Otago researchers gain new insights into ancient Pacific settlers’ diet


University of Otago researchers studying 3000-year-old skeletons from the oldest known cemetery in the Pacific Islands are casting new light on the diet and lives of the enigmatic Lapita people, the likely ancestors of Polynesians.

Their results—obtained from analysing stable isotope ratios of three elements in the bone collagen of 49 adults buried at the Teouma archaeological site on Vanuatu’s Efate Island—suggest that its early Lapita settlers ate reef fish, marine turtles, fruit bats, free-range pigs and chickens, rather than primarily relying on growing crops for human food and animal fodder.
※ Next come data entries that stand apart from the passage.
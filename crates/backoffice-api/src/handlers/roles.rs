//! Roles and the resources they grant

use axum::extract::{Path, State};
use backoffice_db::entities::{resource, role, role_resource, user_role};
use chrono::Utc;
use sea_orm::{
    ActiveModelTrait, ColumnTrait, Condition, DatabaseConnection, EntityTrait, PaginatorTrait,
    QueryFilter, QueryOrder, Set, TransactionTrait,
};
use std::sync::Arc;
use tracing::info;

use crate::extract::{parse_id, ValidJson, ValidQuery};
use crate::handlers::{filled, page_request};
use crate::models::{
    Ack, CreateRoleRequest, DeletedCount, IdsRequest, Role, RoleList, RolePermissionsRequest,
    RoleQuery, UpdateRoleRequest,
};
use crate::response::{ok, ApiError, ApiResult, ErrorResponse};
use crate::AppState;

async fn find_role(db: &DatabaseConnection, id: i32) -> Result<role::Model, ApiError> {
    role::Entity::find_by_id(id)
        .one(db)
        .await?
        .ok_or_else(|| ApiError::not_found("role not found"))
}

async fn ensure_code_free(
    db: &DatabaseConnection,
    code: &str,
    except: Option<i32>,
) -> Result<(), ApiError> {
    let mut query = role::Entity::find().filter(role::Column::RoleCode.eq(code));
    if let Some(id) = except {
        query = query.filter(role::Column::Id.ne(id));
    }

    if query.count(db).await? > 0 {
        return Err(ApiError::bad_request("role code already exists"));
    }
    Ok(())
}

async fn permission_ids(db: &DatabaseConnection, role_id: i32) -> Result<Vec<i32>, ApiError> {
    let ids = role_resource::Entity::find()
        .filter(role_resource::Column::RoleId.eq(role_id))
        .order_by_asc(role_resource::Column::ResourceId)
        .all(db)
        .await?
        .into_iter()
        .map(|link| link.resource_id)
        .collect();
    Ok(ids)
}

/// List roles
#[utoipa::path(
    get,
    path = "/api/roles",
    params(
        ("page" = Option<u64>, Query, description = "Page number (default: 1)"),
        ("size" = Option<u64>, Query, description = "Page size (default: 10)"),
        ("roleName" = Option<String>, Query, description = "Filter by name (partial match)"),
        ("roleCode" = Option<String>, Query, description = "Filter by code"),
        ("status" = Option<i32>, Query, description = "Filter by status")
    ),
    responses(
        (status = 200, description = "Page of roles", body = RoleList),
        (status = 400, description = "Invalid query", body = ErrorResponse)
    ),
    security(("bearer_auth" = [])),
    tag = "roles"
)]
pub async fn list_roles(
    State(state): State<Arc<AppState>>,
    ValidQuery(query): ValidQuery<RoleQuery>,
) -> ApiResult<RoleList> {
    let page = page_request(query.page, query.size);

    let mut condition = Condition::all();
    if let Some(name) = filled(&query.role_name) {
        condition = condition.add(role::Column::RoleName.contains(name));
    }
    if let Some(code) = filled(&query.role_code) {
        condition = condition.add(role::Column::RoleCode.eq(code));
    }
    if let Some(status) = query.status {
        condition = condition.add(role::Column::Status.eq(status));
    }

    let paginator = role::Entity::find()
        .filter(condition)
        .order_by_asc(role::Column::Id)
        .paginate(&state.db, page.size);

    let total = paginator.num_items().await?;
    let list = paginator
        .fetch_page(page.index())
        .await?
        .into_iter()
        .map(Role::from)
        .collect();

    ok(RoleList {
        list,
        total,
        page: page.page,
        size: page.size,
    })
}

/// Get a role
#[utoipa::path(
    get,
    path = "/api/roles/{id}",
    params(("id" = i32, Path, description = "Role ID")),
    responses(
        (status = 200, description = "Role", body = Role),
        (status = 404, description = "Role not found", body = ErrorResponse)
    ),
    security(("bearer_auth" = [])),
    tag = "roles"
)]
pub async fn get_role(
    State(state): State<Arc<AppState>>,
    Path(id): Path<String>,
) -> ApiResult<Role> {
    let id = parse_id(&id, "role")?;
    ok(find_role(&state.db, id).await?.into())
}

/// Create a role
#[utoipa::path(
    post,
    path = "/api/roles",
    request_body = CreateRoleRequest,
    responses(
        (status = 200, description = "Role created", body = Role),
        (status = 400, description = "Invalid input or duplicate code", body = ErrorResponse)
    ),
    security(("bearer_auth" = [])),
    tag = "roles"
)]
pub async fn create_role(
    State(state): State<Arc<AppState>>,
    ValidJson(req): ValidJson<CreateRoleRequest>,
) -> ApiResult<Role> {
    let code = req.role_code.trim().to_string();
    if code.is_empty() || req.role_name.trim().is_empty() {
        return Err(ApiError::bad_request("role name and code are required"));
    }
    ensure_code_free(&state.db, &code, None).await?;

    let now = Utc::now();
    let created = role::ActiveModel {
        role_name: Set(req.role_name.trim().to_string()),
        role_code: Set(code),
        role_desc: Set(req.role_desc),
        status: Set(req.status),
        created_at: Set(now),
        updated_at: Set(now),
        ..Default::default()
    }
    .insert(&state.db)
    .await?;

    info!("Created role {} ({})", created.role_code, created.id);
    ok(created.into())
}

/// Update a role
#[utoipa::path(
    put,
    path = "/api/roles/{id}",
    params(("id" = i32, Path, description = "Role ID")),
    request_body = UpdateRoleRequest,
    responses(
        (status = 200, description = "Role updated", body = Role),
        (status = 400, description = "Duplicate code", body = ErrorResponse),
        (status = 404, description = "Role not found", body = ErrorResponse)
    ),
    security(("bearer_auth" = [])),
    tag = "roles"
)]
pub async fn update_role(
    State(state): State<Arc<AppState>>,
    Path(id): Path<String>,
    ValidJson(req): ValidJson<UpdateRoleRequest>,
) -> ApiResult<Role> {
    let id = parse_id(&id, "role")?;
    let mut active: role::ActiveModel = find_role(&state.db, id).await?.into();

    if let Some(code) = req.role_code {
        let code = code.trim().to_string();
        if code.is_empty() {
            return Err(ApiError::bad_request("role code is required"));
        }
        ensure_code_free(&state.db, &code, Some(id)).await?;
        active.role_code = Set(code);
    }
    if let Some(name) = req.role_name {
        active.role_name = Set(name);
    }
    if let Some(desc) = req.role_desc {
        active.role_desc = Set(desc);
    }
    if let Some(status) = req.status {
        active.status = Set(status);
    }
    active.updated_at = Set(Utc::now());

    ok(active.update(&state.db).await?.into())
}

/// Delete a role
#[utoipa::path(
    delete,
    path = "/api/roles/{id}",
    params(("id" = i32, Path, description = "Role ID")),
    responses(
        (status = 200, description = "Role deleted", body = Ack),
        (status = 404, description = "Role not found", body = ErrorResponse)
    ),
    security(("bearer_auth" = [])),
    tag = "roles"
)]
pub async fn delete_role(
    State(state): State<Arc<AppState>>,
    Path(id): Path<String>,
) -> ApiResult<Ack> {
    let id = parse_id(&id, "role")?;

    let deleted = delete_roles(&state.db, vec![id]).await?;
    if deleted == 0 {
        return Err(ApiError::not_found("role not found"));
    }

    info!("Deleted role {}", id);
    ok(Ack::new())
}

/// Delete several roles
#[utoipa::path(
    delete,
    path = "/api/roles/batch",
    request_body = IdsRequest,
    responses(
        (status = 200, description = "Roles deleted", body = DeletedCount),
        (status = 400, description = "No ids given", body = ErrorResponse)
    ),
    security(("bearer_auth" = [])),
    tag = "roles"
)]
pub async fn batch_delete_roles(
    State(state): State<Arc<AppState>>,
    ValidJson(req): ValidJson<IdsRequest>,
) -> ApiResult<DeletedCount> {
    if req.ids.is_empty() {
        return Err(ApiError::bad_request("ids must not be empty"));
    }

    let deleted = delete_roles(&state.db, req.ids).await?;
    info!("Deleted {} roles", deleted);
    ok(DeletedCount { deleted })
}

/// Remove roles together with their user and resource links.
async fn delete_roles(db: &DatabaseConnection, ids: Vec<i32>) -> Result<u64, ApiError> {
    let txn = db.begin().await?;

    user_role::Entity::delete_many()
        .filter(user_role::Column::RoleId.is_in(ids.clone()))
        .exec(&txn)
        .await?;
    role_resource::Entity::delete_many()
        .filter(role_resource::Column::RoleId.is_in(ids.clone()))
        .exec(&txn)
        .await?;
    let result = role::Entity::delete_many()
        .filter(role::Column::Id.is_in(ids))
        .exec(&txn)
        .await?;

    txn.commit().await?;
    Ok(result.rows_affected)
}

/// Get the resource ids granted to a role
#[utoipa::path(
    get,
    path = "/api/roles/{id}/permissions",
    params(("id" = i32, Path, description = "Role ID")),
    responses(
        (status = 200, description = "Granted resource ids", body = RolePermissionsRequest),
        (status = 404, description = "Role not found", body = ErrorResponse)
    ),
    security(("bearer_auth" = [])),
    tag = "roles"
)]
pub async fn get_role_permissions(
    State(state): State<Arc<AppState>>,
    Path(id): Path<String>,
) -> ApiResult<RolePermissionsRequest> {
    let id = parse_id(&id, "role")?;
    find_role(&state.db, id).await?;

    ok(RolePermissionsRequest {
        permission_ids: permission_ids(&state.db, id).await?,
    })
}

/// Replace the resources granted to a role
#[utoipa::path(
    put,
    path = "/api/roles/{id}/permissions",
    params(("id" = i32, Path, description = "Role ID")),
    request_body = RolePermissionsRequest,
    responses(
        (status = 200, description = "Granted resource ids", body = RolePermissionsRequest),
        (status = 400, description = "Unknown resource", body = ErrorResponse),
        (status = 404, description = "Role not found", body = ErrorResponse)
    ),
    security(("bearer_auth" = [])),
    tag = "roles"
)]
pub async fn set_role_permissions(
    State(state): State<Arc<AppState>>,
    Path(id): Path<String>,
    ValidJson(req): ValidJson<RolePermissionsRequest>,
) -> ApiResult<RolePermissionsRequest> {
    let id = parse_id(&id, "role")?;
    find_role(&state.db, id).await?;

    let mut resource_ids = req.permission_ids;
    resource_ids.sort_unstable();
    resource_ids.dedup();

    if !resource_ids.is_empty() {
        let known = resource::Entity::find()
            .filter(resource::Column::Id.is_in(resource_ids.clone()))
            .count(&state.db)
            .await?;
        if known != resource_ids.len() as u64 {
            return Err(ApiError::bad_request("resource not found"));
        }
    }

    let txn = state.db.begin().await?;
    role_resource::Entity::delete_many()
        .filter(role_resource::Column::RoleId.eq(id))
        .exec(&txn)
        .await?;
    if !resource_ids.is_empty() {
        let links = resource_ids.iter().map(|&resource_id| role_resource::ActiveModel {
            role_id: Set(id),
            resource_id: Set(resource_id),
        });
        role_resource::Entity::insert_many(links)
            .exec_without_returning(&txn)
            .await?;
    }
    txn.commit().await?;

    info!("Role {} now grants {} resources", id, resource_ids.len());
    ok(RolePermissionsRequest {
        permission_ids: resource_ids,
    })
}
The findings are newly published in the prestigious international journal PLOS ONE. Study lead author Dr Rebecca Kinaston and colleague Associate Professor Hallie Buckley at the Department of Anatomy carried out the research in collaboration with the Vanuatu National Museum and researchers from the University of Marseilles and CNRS (UMR 7269 and UMR 7041) in France and The Australian National University, Canberra.

Dr Kinaston says the study is the most detailed analysis of Lapita diet ever undertaken and provides intriguing insights into the socio-cultural elements of their society.

“It was a unique opportunity to assess the lifeways of a colonising population on a tropical Pacific island,” she says.

The researchers analysed the isotopic ratios of carbon, nitrogen and sulphur in adult human bone collagen and compared these with ratios in ancient and modern plants and animals from the location, which provided a comprehensive dietary baseline.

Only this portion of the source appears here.